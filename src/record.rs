//! Country-year observations and their numeric attributes.

use std::fmt;
use std::str::FromStr;
use std::sync::Arc;

use serde::{Deserialize, Deserializer, Serialize};

use crate::error::{Error, Result};

/// Marker for "value not available".
pub const MISSING: f64 = -999.0;

/// Returns true if `value` is the missing-data sentinel.
#[inline]
pub fn is_missing(value: f64) -> bool {
    value == MISSING
}

/// Numeric fields of a [`Record`].
#[derive(Debug, Clone, Copy, PartialEq, Eq, PartialOrd, Ord, Hash, Serialize, Deserialize)]
#[serde(rename_all = "snake_case")]
pub enum Attribute {
    /// Country population.
    Population,
    /// World Happiness Report score.
    HappinessScore,
    /// GDP per capita (log scale in the source data).
    GdpPerCapita,
    /// Social support index.
    SocialSupport,
    /// Healthy life expectancy.
    HealthyLifeExpectancy,
    /// Freedom to make life choices.
    FreedomToMakeLifeChoices,
    /// Generosity index.
    Generosity,
    /// Perceptions of corruption.
    PerceptionsOfCorruption,
    /// Annual mean temperature (°C).
    Temperature,
    /// Fertility rate (births per woman).
    FertilityRate,
}

impl Attribute {
    /// Number of numeric attributes.
    pub const COUNT: usize = 10;

    /// All attributes in column order.
    pub const ALL: [Attribute; Self::COUNT] = [
        Attribute::Population,
        Attribute::HappinessScore,
        Attribute::GdpPerCapita,
        Attribute::SocialSupport,
        Attribute::HealthyLifeExpectancy,
        Attribute::FreedomToMakeLifeChoices,
        Attribute::Generosity,
        Attribute::PerceptionsOfCorruption,
        Attribute::Temperature,
        Attribute::FertilityRate,
    ];

    /// Attributes compared in the correlation matrix (population is an encoding, not a measure).
    pub const CORRELATED: [Attribute; 9] = [
        Attribute::HappinessScore,
        Attribute::GdpPerCapita,
        Attribute::SocialSupport,
        Attribute::HealthyLifeExpectancy,
        Attribute::FreedomToMakeLifeChoices,
        Attribute::Generosity,
        Attribute::PerceptionsOfCorruption,
        Attribute::Temperature,
        Attribute::FertilityRate,
    ];

    /// Data column key.
    #[must_use]
    pub fn key(self) -> &'static str {
        match self {
            Attribute::Population => "population",
            Attribute::HappinessScore => "happiness_score",
            Attribute::GdpPerCapita => "gdp_per_capita",
            Attribute::SocialSupport => "social_support",
            Attribute::HealthyLifeExpectancy => "healthy_life_expectancy",
            Attribute::FreedomToMakeLifeChoices => "freedom_to_make_life_choices",
            Attribute::Generosity => "generosity",
            Attribute::PerceptionsOfCorruption => "perceptions_of_corruption",
            Attribute::Temperature => "temperature",
            Attribute::FertilityRate => "fertility_rate",
        }
    }

    /// Axis title used by the parallel coordinates view.
    #[must_use]
    pub fn display_name(self) -> &'static str {
        match self {
            Attribute::Population => "Population",
            Attribute::HappinessScore => "Happiness Score",
            Attribute::GdpPerCapita => "GDP per Capita (GK$)",
            Attribute::SocialSupport => "Social Support",
            Attribute::HealthyLifeExpectancy => "Healthy Life expectancy",
            Attribute::FreedomToMakeLifeChoices => "Freedom",
            Attribute::Generosity => "Generosity",
            Attribute::PerceptionsOfCorruption => "Perception of Corruption",
            Attribute::Temperature => "Temperature",
            Attribute::FertilityRate => "Fertility rate",
        }
    }

    /// Position in [`Attribute::ALL`].
    #[inline]
    #[must_use]
    pub fn index(self) -> usize {
        self as usize
    }
}

impl fmt::Display for Attribute {
    fn fmt(&self, f: &mut fmt::Formatter<'_>) -> fmt::Result {
        f.write_str(self.key())
    }
}

impl FromStr for Attribute {
    type Err = Error;

    fn from_str(s: &str) -> Result<Self> {
        Attribute::ALL
            .into_iter()
            .find(|a| a.key() == s)
            .ok_or_else(|| Error::UnknownAttribute(s.to_string()))
    }
}

/// Turns a snake_case column key into a Title Case label (`gdp` stays `GDP`).
#[must_use]
pub fn format_label(key: &str) -> String {
    key.split('_')
        .filter(|w| !w.is_empty())
        .map(|word| {
            if word.eq_ignore_ascii_case("gdp") {
                return "GDP".to_string();
            }
            let mut chars = word.chars();
            match chars.next() {
                Some(first) => first.to_uppercase().chain(chars).collect(),
                None => String::new(),
            }
        })
        .collect::<Vec<_>>()
        .join(" ")
}

fn missing() -> f64 {
    MISSING
}

/// Absent, `null` and non-finite inputs all load as [`MISSING`].
fn finite_or_missing<'de, D>(deserializer: D) -> std::result::Result<f64, D::Error>
where
    D: Deserializer<'de>,
{
    let value = Option::<f64>::deserialize(deserializer)?;
    Ok(value.filter(|v| v.is_finite()).unwrap_or(MISSING))
}

/// One (country, year) observation. Immutable once loaded.
#[derive(Debug, Clone, PartialEq, Serialize, Deserialize)]
pub struct Record {
    /// Country name.
    pub country: Arc<str>,
    /// World region.
    pub region: Arc<str>,
    /// Observation year.
    pub year: i32,
    /// Country population.
    #[serde(default = "missing", deserialize_with = "finite_or_missing")]
    pub population: f64,
    /// Happiness score.
    #[serde(default = "missing", deserialize_with = "finite_or_missing")]
    pub happiness_score: f64,
    /// GDP per capita.
    #[serde(default = "missing", deserialize_with = "finite_or_missing")]
    pub gdp_per_capita: f64,
    /// Social support.
    #[serde(default = "missing", deserialize_with = "finite_or_missing")]
    pub social_support: f64,
    /// Healthy life expectancy.
    #[serde(default = "missing", deserialize_with = "finite_or_missing")]
    pub healthy_life_expectancy: f64,
    /// Freedom to make life choices.
    #[serde(default = "missing", deserialize_with = "finite_or_missing")]
    pub freedom_to_make_life_choices: f64,
    /// Generosity.
    #[serde(default = "missing", deserialize_with = "finite_or_missing")]
    pub generosity: f64,
    /// Perceptions of corruption.
    #[serde(default = "missing", deserialize_with = "finite_or_missing")]
    pub perceptions_of_corruption: f64,
    /// Annual mean temperature; [`MISSING`] if unknown.
    #[serde(default = "missing", deserialize_with = "finite_or_missing")]
    pub temperature: f64,
    /// Fertility rate; [`MISSING`] if unknown.
    #[serde(default = "missing", deserialize_with = "finite_or_missing")]
    pub fertility_rate: f64,
}

impl Record {
    /// Creates a record with every numeric attribute set to [`MISSING`].
    #[must_use]
    pub fn new(country: impl Into<Arc<str>>, region: impl Into<Arc<str>>, year: i32) -> Self {
        Self {
            country: country.into(),
            region: region.into(),
            year,
            population: MISSING,
            happiness_score: MISSING,
            gdp_per_capita: MISSING,
            social_support: MISSING,
            healthy_life_expectancy: MISSING,
            freedom_to_make_life_choices: MISSING,
            generosity: MISSING,
            perceptions_of_corruption: MISSING,
            temperature: MISSING,
            fertility_rate: MISSING,
        }
    }

    /// Builder-style setter for one attribute.
    #[must_use]
    pub fn with(mut self, attribute: Attribute, value: f64) -> Self {
        self.set(attribute, value);
        self
    }

    /// Reads one attribute.
    #[must_use]
    pub fn value(&self, attribute: Attribute) -> f64 {
        match attribute {
            Attribute::Population => self.population,
            Attribute::HappinessScore => self.happiness_score,
            Attribute::GdpPerCapita => self.gdp_per_capita,
            Attribute::SocialSupport => self.social_support,
            Attribute::HealthyLifeExpectancy => self.healthy_life_expectancy,
            Attribute::FreedomToMakeLifeChoices => self.freedom_to_make_life_choices,
            Attribute::Generosity => self.generosity,
            Attribute::PerceptionsOfCorruption => self.perceptions_of_corruption,
            Attribute::Temperature => self.temperature,
            Attribute::FertilityRate => self.fertility_rate,
        }
    }

    /// Writes one attribute. Non-finite values are stored as [`MISSING`].
    pub fn set(&mut self, attribute: Attribute, value: f64) {
        let value = if value.is_finite() { value } else { MISSING };
        let slot = match attribute {
            Attribute::Population => &mut self.population,
            Attribute::HappinessScore => &mut self.happiness_score,
            Attribute::GdpPerCapita => &mut self.gdp_per_capita,
            Attribute::SocialSupport => &mut self.social_support,
            Attribute::HealthyLifeExpectancy => &mut self.healthy_life_expectancy,
            Attribute::FreedomToMakeLifeChoices => &mut self.freedom_to_make_life_choices,
            Attribute::Generosity => &mut self.generosity,
            Attribute::PerceptionsOfCorruption => &mut self.perceptions_of_corruption,
            Attribute::Temperature => &mut self.temperature,
            Attribute::FertilityRate => &mut self.fertility_rate,
        };
        *slot = value;
    }

    /// Returns the attribute value unless it is the sentinel.
    #[must_use]
    pub fn known(&self, attribute: Attribute) -> Option<f64> {
        let v = self.value(attribute);
        (!is_missing(v)).then_some(v)
    }
}

#[cfg(test)]
mod tests {
    use super::*;

    #[test]
    fn test_attribute_keys_round_trip() {
        for attr in Attribute::ALL {
            assert_eq!(attr.key().parse::<Attribute>().unwrap(), attr);
        }
    }

    #[test]
    fn test_attribute_index_matches_all() {
        for (i, attr) in Attribute::ALL.iter().enumerate() {
            assert_eq!(attr.index(), i);
        }
    }

    #[test]
    fn test_unknown_attribute() {
        let err = "happiness".parse::<Attribute>().unwrap_err();
        assert!(matches!(err, Error::UnknownAttribute(ref k) if k == "happiness"));
    }

    #[test]
    fn test_new_record_is_all_missing() {
        let r = Record::new("Finland", "Western Europe", 2019);
        for attr in Attribute::ALL {
            assert!(is_missing(r.value(attr)));
            assert_eq!(r.known(attr), None);
        }
    }

    #[test]
    fn test_with_and_value() {
        let r = Record::new("Finland", "Western Europe", 2019)
            .with(Attribute::HappinessScore, 7.8)
            .with(Attribute::FertilityRate, 1.4);
        assert_eq!(r.value(Attribute::HappinessScore), 7.8);
        assert_eq!(r.known(Attribute::FertilityRate), Some(1.4));
    }

    #[test]
    fn test_set_non_finite_becomes_missing() {
        let mut r = Record::new("X", "Y", 2020);
        r.set(Attribute::Temperature, f64::NAN);
        assert!(is_missing(r.temperature));
    }

    #[test]
    fn test_deserialize_non_finite_becomes_missing() {
        let yaml = "country: Chad\nregion: Sub-Saharan Africa\nyear: 2019\nhappiness_score: 4.3\ntemperature: .nan\nfertility_rate: .inf\n";
        let r: Record = serde_yaml_ng::from_str(yaml).unwrap();
        assert_eq!(r.known(Attribute::HappinessScore), Some(4.3));
        assert!(is_missing(r.temperature));
        assert!(is_missing(r.fertility_rate));
    }

    #[test]
    fn test_deserialize_null_and_absent_fields() {
        let yaml = "country: Chad\nregion: Sub-Saharan Africa\nyear: 2019\ngenerosity: ~\n";
        let r: Record = serde_yaml_ng::from_str(yaml).unwrap();
        for attr in Attribute::ALL {
            assert!(is_missing(r.value(attr)), "{attr} should load as missing");
        }
    }

    #[test]
    fn test_deserialized_nan_never_reaches_means() {
        let yaml = "- country: Chad\n  region: Sub-Saharan Africa\n  year: 2018\n  temperature: .nan\n- country: Niger\n  region: Sub-Saharan Africa\n  year: 2018\n  temperature: 29.0\n";
        let records: Vec<Record> = serde_yaml_ng::from_str(yaml).unwrap();
        let regions = crate::aggregate::average_by_region(&records);
        assert_eq!(regions[0].value(Attribute::Temperature), 29.0);
    }

    #[test]
    fn test_format_label() {
        assert_eq!(format_label("gdp_per_capita"), "GDP Per Capita");
        assert_eq!(format_label("happiness_score"), "Happiness Score");
        assert_eq!(format_label("temperature"), "Temperature");
    }

    #[test]
    fn test_display_names() {
        assert_eq!(Attribute::FreedomToMakeLifeChoices.display_name(), "Freedom");
        assert_eq!(Attribute::GdpPerCapita.to_string(), "gdp_per_capita");
    }
}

######

* _Work instructions_:
Starting at the first line of the records, print each line exactly, stopping after the line that contains "Numeric fields of".

* _Exercise output_:
filename src/record.rs
//! Country-year observations and their numeric attributes.

use std::fmt;
use std::str::FromStr;
use std::sync::Arc;

use serde::{Deserialize, Deserializer, Serialize};

use crate::error::{Error, Result};

/// Marker for "value not available".
pub const MISSING: f64 = -999.0;

/// Returns true if `value` is the missing-data sentinel.
#[inline]
pub fn is_missing(value: f64) -> bool {
    value == MISSING
}

/// Numeric fields of a [`Record`].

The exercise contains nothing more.